> **WHAT NEEDS TO BE DONE**: Every record below, from first to last: print it exactly as shown.

> **EXTRACTED RECORDS**:
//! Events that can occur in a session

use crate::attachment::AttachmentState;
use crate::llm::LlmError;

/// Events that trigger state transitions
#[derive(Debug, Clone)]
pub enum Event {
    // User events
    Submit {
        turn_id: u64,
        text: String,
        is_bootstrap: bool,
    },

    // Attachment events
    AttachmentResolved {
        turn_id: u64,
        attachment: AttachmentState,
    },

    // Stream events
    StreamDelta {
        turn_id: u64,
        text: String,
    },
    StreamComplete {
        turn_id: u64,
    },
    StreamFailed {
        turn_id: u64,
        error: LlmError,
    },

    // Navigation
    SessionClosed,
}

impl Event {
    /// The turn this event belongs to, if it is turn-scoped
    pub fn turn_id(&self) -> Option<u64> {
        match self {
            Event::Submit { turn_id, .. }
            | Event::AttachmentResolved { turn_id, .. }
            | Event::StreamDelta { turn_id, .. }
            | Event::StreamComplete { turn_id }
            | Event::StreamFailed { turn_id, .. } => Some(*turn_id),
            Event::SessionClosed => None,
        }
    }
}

> **EXERCISE SOLUTION**:
//! Events that can occur in a session

use crate::attachment::AttachmentState;
use crate::llm::LlmError;

/// Events that trigger state transitions
#[derive(Debug, Clone)]
pub enum Event {
    // User events
    Submit {
        turn_id: u64,
        text: String,
        is_bootstrap: bool,
    },

    // Attachment events
    AttachmentResolved {
        turn_id: u64,
        attachment: AttachmentState,
    },

    // Stream events
    StreamDelta {
        turn_id: u64,
        text: String,
    },
    StreamComplete {
        turn_id: u64,
    },
    StreamFailed {
        turn_id: u64,
        error: LlmError,
    },

    // Navigation
    SessionClosed,
}

impl Event {
    /// The turn this event belongs to, if it is turn-scoped
    pub fn turn_id(&self) -> Option<u64> {
        match self {
            Event::Submit { turn_id, .. }
            | Event::AttachmentResolved { turn_id, .. }
            | Event::StreamDelta { turn_id, .. }
            | Event::StreamComplete { turn_id }
            | Event::StreamFailed { turn_id, .. } => Some(*turn_id),
            Event::SessionClosed => None,
        }
    }
}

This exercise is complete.